WHAT YOU SHOULD DO: Extract exactly those lines that lie between the start of the material and the line with "rotate/zoom gestures, while", including both boundary lines and no others.

DATA LISTING:

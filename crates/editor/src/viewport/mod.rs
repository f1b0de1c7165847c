//! Camera rig and ray queries for the 3D viewport.

pub mod camera;
pub mod picking;
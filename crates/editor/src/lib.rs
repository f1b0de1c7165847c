//! Interaction core for a touch-driven 3D scene editor.
//!
//! Converts per-frame multi-touch snapshots into camera movement, object
//! selection, object dragging, and two-finger rotate/zoom gestures, while
//! maintaining a linear undo/redo history of scene edits (spawn, move,
//! delete). Rendering, asset import, and UI layout live in the embedding
//! application and are reached through the [`ui::UiFacade`] and
//! [`state::scene::ScenePersistence`] traits.

pub mod config;
pub mod editor;
pub mod error;
pub mod fixtures;
pub mod harness;
pub mod input;
pub mod state;
pub mod touch;
pub mod ui;
pub mod viewport;

pub use editor::Editor;
pub use error::EditorError;
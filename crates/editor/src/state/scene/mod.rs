//! Scene orchestration.
//!
//! Routes spawn/delete/undo/redo requests and completed moves into the
//! registry and the undo history, and decides when the scene is persisted.

mod persistence;

pub use persistence::{JsonFilePersistence, ScenePersistence};

use std::cell::Cell;
use std::rc::Rc;

use glam::Vec3;
use shared::{AssetDescriptor, AssetId, InstanceId, SceneData, SceneObjectData};

use crate::error::EditorError;
use crate::state::mover::{CompletedMove, ObjectMover};
use crate::state::registry::{ObjectRegistry, SceneObject};
use crate::state::selection::SelectionState;
use crate::state::undo::{UndoCommand, UndoStack};
use crate::ui::UiFacade;

/// Owns the object registry, the undo history, and the asset catalog.
pub struct SceneState {
    pub objects: ObjectRegistry,
    undo: UndoStack,
    assets: Vec<AssetDescriptor>,
    instance_index: InstanceId,
    /// Shared with [`SuspendSaving`] guards, which must not borrow the
    /// scene itself.
    saving_suspended: Rc<Cell<bool>>,
    persistence: Box<dyn ScenePersistence>,
}

impl SceneState {
    pub fn new(assets: Vec<AssetDescriptor>, persistence: Box<dyn ScenePersistence>) -> Self {
        // Asset IDs follow catalog order.
        let assets = assets
            .into_iter()
            .enumerate()
            .map(|(id, mut descriptor)| {
                descriptor.id = id;
                descriptor
            })
            .collect();

        Self {
            objects: ObjectRegistry::default(),
            undo: UndoStack::default(),
            assets,
            instance_index: 0,
            saving_suspended: Rc::new(Cell::new(false)),
            persistence,
        }
    }

    pub fn assets(&self) -> &[AssetDescriptor] {
        &self.assets
    }

    pub fn asset(&self, asset_id: AssetId) -> Option<&AssetDescriptor> {
        self.assets.get(asset_id)
    }

    pub fn can_undo(&self) -> bool {
        self.undo.can_undo()
    }

    pub fn can_redo(&self) -> bool {
        self.undo.can_redo()
    }

    pub fn undo_head(&self) -> Option<usize> {
        self.undo.head()
    }

    pub fn undo_count(&self) -> usize {
        self.undo.len()
    }

    // ── Spawning ────────────────────────────────────────────────

    /// Spawn a freshly picked asset, flagged as a new object. No undo
    /// command is registered yet; the first completed move does that, and a
    /// new object deleted before then is discarded silently.
    pub fn spawn_new_asset(&mut self, asset_id: AssetId) -> Result<InstanceId, EditorError> {
        let instance_id = self.spawn_core(asset_id)?;
        if let Some(object) = self.objects.get_mut(instance_id) {
            object.is_new_object = true;
        }
        Ok(instance_id)
    }

    fn spawn_core(&mut self, asset_id: AssetId) -> Result<InstanceId, EditorError> {
        let descriptor = self
            .assets
            .get(asset_id)
            .ok_or(EditorError::UnknownAsset(asset_id))?;

        // The instance ID lets undo and redo look up previously deleted
        // objects again.
        let instance_id = self.instance_index;
        self.instance_index += 1;

        let object = SceneObject::new(asset_id, instance_id, descriptor.bounding_radius);
        self.objects.add_checked(object)?;

        Ok(instance_id)
    }

    /// Recreate a previously destroyed object with its original IDs.
    fn respawn(
        &mut self,
        asset_id: AssetId,
        instance_id: InstanceId,
        position: Vec3,
    ) -> Result<(), EditorError> {
        let descriptor = self
            .assets
            .get(asset_id)
            .ok_or(EditorError::UnknownAsset(asset_id))?;

        let mut object = SceneObject::new(asset_id, instance_id, descriptor.bounding_radius);
        object.position = position;
        self.objects.add_checked(object)
    }

    // ── Edit routing ────────────────────────────────────────────

    /// Handle a completed move action. The first completed move of a new
    /// object registers a spawn command instead of a move command.
    pub fn on_object_moved(&mut self, moved: &CompletedMove, ui: &mut dyn UiFacade) {
        let Some(object) = self.objects.get_mut(moved.instance_id) else {
            tracing::error!(
                instance_id = moved.instance_id,
                "completed move refers to an unregistered object"
            );
            debug_assert!(false, "completed move refers to an unregistered object");
            return;
        };

        let command = if object.is_new_object {
            object.is_new_object = false;
            UndoCommand::Spawn {
                asset_id: object.asset_id,
                instance_id: moved.instance_id,
                position: moved.final_position,
            }
        } else {
            UndoCommand::Move {
                instance_id: moved.instance_id,
                original_position: moved.initial_position,
                target_position: moved.final_position,
            }
        };

        self.undo.register(command);
        self.notify_head_changed(ui);
    }

    /// Delete the current selection. New, unmoved objects are discarded
    /// without an undo command; anything else registers a delete command
    /// capturing the object's pre-drag position.
    pub fn delete_selection(
        &mut self,
        selection: &mut SelectionState,
        mover: &ObjectMover,
        ui: &mut dyn UiFacade,
    ) {
        let Some(instance_id) = selection.current() else {
            tracing::warn!("attempting to delete the current selection, but nothing is selected");
            return;
        };

        selection.clear(ui);

        let Some(object) = self.objects.get(instance_id) else {
            tracing::error!(instance_id, "selected object is not registered");
            debug_assert!(false, "selected object is not registered");
            return;
        };
        let asset_id = object.asset_id;
        let is_new_object = object.is_new_object;

        // When the object is deleted mid-drag it is sitting under the delete
        // button; record the position it had before the drag instead.
        let position = if mover.active_instance() == Some(instance_id) {
            mover
                .initial_position_for(instance_id)
                .unwrap_or(object.position)
        } else {
            object.position
        };

        // Fold the save triggered by the head change into the single save
        // at the end, after the object is gone from the registry.
        let guard = SuspendSaving::new(&self.saving_suspended);

        if is_new_object {
            // No undo command for an object that was never placed.
            if let Err(e) = self.objects.remove_checked(instance_id) {
                tracing::error!("failed to discard new object: {e}");
            }
            return;
        }

        self.undo.register(UndoCommand::Delete {
            asset_id,
            instance_id,
            position,
        });
        self.notify_head_changed(ui);

        if let Err(e) = self.objects.remove_checked(instance_id) {
            tracing::error!("failed to remove deleted object: {e}");
        }

        drop(guard);
        self.save_scene();
    }

    // ── Undo / redo ─────────────────────────────────────────────

    /// Undo the most recently applied command. A no-op with a diagnostic
    /// when the history is exhausted.
    pub fn undo(&mut self, selection: &mut SelectionState, ui: &mut dyn UiFacade) {
        if !self.undo.can_undo() {
            tracing::warn!("trying to undo, but there are no commands to undo");
            return;
        }

        match self.undo.begin_undo() {
            Ok(command) => {
                if let Err(e) = self.apply_undo(&command) {
                    tracing::error!("undo failed: {e}");
                }
                selection.clear(ui);
                self.notify_head_changed(ui);
            }
            Err(e) => tracing::warn!("{e}"),
        }
    }

    /// Redo the most recently undone command. A no-op with a diagnostic
    /// when there is nothing to redo.
    pub fn redo(&mut self, selection: &mut SelectionState, ui: &mut dyn UiFacade) {
        if !self.undo.can_redo() {
            tracing::warn!("trying to redo, but there are no commands to redo");
            return;
        }

        match self.undo.begin_redo() {
            Ok(command) => {
                if let Err(e) = self.apply_redo(&command) {
                    tracing::error!("redo failed: {e}");
                }
                selection.clear(ui);
                self.notify_head_changed(ui);
            }
            Err(e) => tracing::warn!("{e}"),
        }
    }

    fn apply_undo(&mut self, command: &UndoCommand) -> Result<(), EditorError> {
        match *command {
            UndoCommand::Spawn { instance_id, .. } => self.objects.remove_checked(instance_id),
            UndoCommand::Delete {
                asset_id,
                instance_id,
                position,
            } => self.respawn(asset_id, instance_id, position),
            UndoCommand::Move {
                instance_id,
                original_position,
                ..
            } => self.set_object_position(instance_id, original_position),
        }
    }

    fn apply_redo(&mut self, command: &UndoCommand) -> Result<(), EditorError> {
        match *command {
            UndoCommand::Spawn {
                asset_id,
                instance_id,
                position,
            } => self.respawn(asset_id, instance_id, position),
            UndoCommand::Delete { instance_id, .. } => self.objects.remove_checked(instance_id),
            UndoCommand::Move {
                instance_id,
                target_position,
                ..
            } => self.set_object_position(instance_id, target_position),
        }
    }

    fn set_object_position(
        &mut self,
        instance_id: InstanceId,
        position: Vec3,
    ) -> Result<(), EditorError> {
        let object = self
            .objects
            .get_mut(instance_id)
            .ok_or(EditorError::UnknownInstance(instance_id))?;
        object.position = position;
        Ok(())
    }

    /// Push the new undo availability to the UI and persist the scene.
    /// Invoked synchronously after every head change, before the
    /// triggering call returns.
    fn notify_head_changed(&mut self, ui: &mut dyn UiFacade) {
        ui.set_undo_enabled(self.undo.can_undo());
        ui.set_redo_enabled(self.undo.can_redo());

        self.save_scene();
    }

    // ── Persistence ─────────────────────────────────────────────

    /// Persist the current scene through the facade. Failures are logged,
    /// never propagated.
    pub(crate) fn save_scene(&mut self) {
        if self.saving_suspended.get() {
            return;
        }

        let data = SceneData {
            scene_objects: self
                .objects
                .iter()
                .map(|object| SceneObjectData {
                    asset_id: object.asset_id,
                    position: object.position.to_array(),
                })
                .collect(),
        };

        if let Err(e) = self.persistence.save(&data) {
            tracing::error!("failed to save scene: {e}");
        }
    }

    /// Restore the scene from the persistence facade, replaying every entry
    /// through the normal spawn path.
    pub fn load_scene(&mut self) {
        let data = match self.persistence.load() {
            Ok(Some(data)) => data,
            Ok(None) => return,
            Err(e) => {
                tracing::error!("failed to load scene: {e}");
                return;
            }
        };

        for entry in &data.scene_objects {
            match self.spawn_core(entry.asset_id) {
                Ok(instance_id) => {
                    if let Some(object) = self.objects.get_mut(instance_id) {
                        object.position = Vec3::from(entry.position);
                    }
                }
                Err(e) => tracing::error!("failed to restore scene object: {e}"),
            }
        }
    }
}

/// Scoped guard that suppresses scene saves, restoring the previous flag on
/// every exit path.
///
/// Holds its own handle on the flag so the scene stays free to mutate while
/// the guard is alive.
struct SuspendSaving {
    flag: Rc<Cell<bool>>,
    previous: bool,
}

impl SuspendSaving {
    fn new(flag: &Rc<Cell<bool>>) -> Self {
        let flag = Rc::clone(flag);
        let previous = flag.replace(true);
        Self { flag, previous }
    }
}

impl Drop for SuspendSaving {
    fn drop(&mut self) {
        self.flag.set(self.previous);
    }
}
//! Scene persistence facade.

use std::fs;
use std::path::PathBuf;

use shared::SceneData;

use crate::error::EditorError;

/// Storage backend for the scene. The orchestrator saves after every undo
/// head change and loads once at startup.
pub trait ScenePersistence {
    fn save(&mut self, data: &SceneData) -> Result<(), EditorError>;

    /// Load the stored scene. `Ok(None)` means nothing has been saved yet.
    fn load(&mut self) -> Result<Option<SceneData>, EditorError>;
}

/// Stores the scene as a JSON file on disk.
pub struct JsonFilePersistence {
    path: PathBuf,
}

impl JsonFilePersistence {
    pub fn new(path: PathBuf) -> Self {
        Self { path }
    }

    /// Persistence rooted in the platform's per-user data directory.
    pub fn in_data_dir() -> Result<Self, EditorError> {
        let dirs = directories::ProjectDirs::from("com", "touch-editor", "touch-editor")
            .ok_or_else(|| EditorError::Persistence("no user data directory".into()))?;

        let dir = dirs.data_dir();
        fs::create_dir_all(dir).map_err(|e| EditorError::Persistence(e.to_string()))?;

        Ok(Self::new(dir.join("scene_data.json")))
    }
}

impl ScenePersistence for JsonFilePersistence {
    fn save(&mut self, data: &SceneData) -> Result<(), EditorError> {
        let json = data
            .to_json()
            .map_err(|e| EditorError::Persistence(e.to_string()))?;
        fs::write(&self.path, json).map_err(|e| EditorError::Persistence(e.to_string()))
    }

    fn load(&mut self) -> Result<Option<SceneData>, EditorError> {
        if !self.path.exists() {
            return Ok(None);
        }

        let json = fs::read_to_string(&self.path)
            .map_err(|e| EditorError::Persistence(e.to_string()))?;
        let data =
            SceneData::from_json(&json).map_err(|e| EditorError::Persistence(e.to_string()))?;
        Ok(Some(data))
    }
}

EXERCISE RESPONSE:
filename crates/editor/src/viewport/mod.rs
repository f1b0de1c7165847c
//! Camera rig and ray queries for the 3D viewport.

pub mod camera;
pub mod picking;
filename crates/editor/src/lib.rs
repository f1b0de1c7165847c
//! Interaction core for a touch-driven 3D scene editor.
//!
//! Converts per-frame multi-touch snapshots into camera movement, object
//! selection, object dragging, and two-finger rotate/zoom gestures, while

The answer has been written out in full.